As vaping-related deaths slow, Texas teen becomes youngest to die in outbreak

CDC reports 57 people have died since EVALI cases surged last summer

Addiction Vaping
Vaping-related deaths Texas teen Source/Image licensed by Ingram Image

A 15-year-old Texas teenager reportedly is the youngest victim in the outbreak of vaping-related illnesses. More than 2,600 vaping-related hospitalizations and 57 have been reported by the U.S. Centers for Disease Control and Prevention.

The death of a 15-year-old teenager from Texas reportedly is the youngest vaping-related fatality in the United States since an outbreak of lung injuries associated with e-cigarettes and vaping began last year.

There have been more than 2,602 hospitalizations linked to e-cigarette use or vaping, according to the latest total released by the U.S. Centers for Disease Control and Prevention

The CDC also reported that 57 deaths have been confirmed in 27 states and the District of Columbia, including Pennsylvania, Delaware, and New Jersey. 

The rate of hospitalizations and deaths linked to vaping have slowed in recent weeks. 

The deceased 15-year-old also had a "chronic underlying medical condition," according to a press release put out by Dallas County Health and Human Services officials on Dec. 31. Time later confirmed the teen's age. 

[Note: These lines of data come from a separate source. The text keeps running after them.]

use super::watch::Watched;

/// A lifecycle transition detected between two heartbeats.
#[derive(Debug, Clone, Copy, PartialEq, Eq)]
pub enum Transition {
    Reload,
    NewGame,
}

/// Classifies a change of watched values.
///
/// How a reload differs from a new game depends on the target's data layout,
/// so this is pluggable. Closures taking `(&Watched, &Watched)` implement it.
pub trait TransitionPredicate: Send + 'static {
    fn classify(&mut self, previous: &Watched, current: &Watched) -> Option<Transition>;
}

impl<F> TransitionPredicate for F
where
    F: FnMut(&Watched, &Watched) -> Option<Transition> + Send + 'static,
{
    fn classify(&mut self, previous: &Watched, current: &Watched) -> Option<Transition> {
        self(previous, current)
    }
}

/// Default classification.
///
/// - The entity manager pointer going from zero to non-zero, or being
///   reallocated, starts a new game.
/// - A load counter increase with the pointer unchanged is a reload.
/// - While the pointer is zero nothing is reported, so a zero followed by a
///   non-zero value is seen as one new game.
#[derive(Debug, Default, Clone, Copy)]
pub struct DefaultPredicate;

impl TransitionPredicate for DefaultPredicate {
    fn classify(&mut self, previous: &Watched, current: &Watched) -> Option<Transition> {
        if current.entity_manager == 0 {
            return None;
        }
        if previous.entity_manager != current.entity_manager {
            return Some(Transition::NewGame);
        }
        if current.load_counter > previous.load_counter {
            return Some(Transition::Reload);
        }
        None
    }
}
use std::fmt;
use std::sync::Arc;

use crate::error::Result;

use super::ProcessMemory;

/// Opaque reference to a top-level window of the target.
#[derive(Clone, Copy, PartialEq, Eq, Hash)]
pub struct WindowHandle(pub isize);

impl fmt::Debug for WindowHandle {
    fn fmt(&self, f: &mut fmt::Formatter<'_>) -> fmt::Result {
        write!(f, "WindowHandle({:#x})", self.0)
    }
}

/// A freshly opened target process.
pub struct OpenedProcess {
    pub process: Arc<dyn ProcessMemory>,
    pub base_address: u64,
    pub module_size: u64,
}

/// Process and window discovery.
///
/// The heartbeat uses this to find and open the target; the engine uses it for
/// the window helpers.
pub trait ProcessProvider: Send + Sync + 'static {
    fn find_process_id(&self, name: &str) -> Option<u32>;

    fn open(&self, pid: u32) -> Result<OpenedProcess>;

    fn find_window(&self, pid: u32) -> Option<WindowHandle>;

    fn bring_to_front(&self, window: WindowHandle) -> Result<()>;

    fn is_foreground(&self, window: WindowHandle) -> bool;
}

The death marked Dallas County's first vaping-related fatality. 

Earlier this month, the Trump administration unveiled a policy that will ban flavored e-cigarette pods used in cartridge-based devices. The ban, which includes all pod flavors other than menthol and tobacco, will target popular brands that have come under heavy scrutiny during the outbreak. Additionally, the U.S. Food and Drug Administration raised the federal minimum age to purchase all tobacco products, including e-cigarettes, to 21. 

The CDC reported last month that Vitamin E acetate is increasingly being linked as a leading cause of e-cigarette, or vaping, product use-associated lung injury (EVALI) in the U.S. Though most cases involve people who vaped THC, the psychoactive compound found in marijuana, a smaller proportion of victims report only using nicotine-containing products.

The outbreak first made headlines late last summer when doctors began treating more patients with severe lung disease tied to vaping. Both Pennsylvania and New Jersey confirmed their first vaping-related deaths in early October.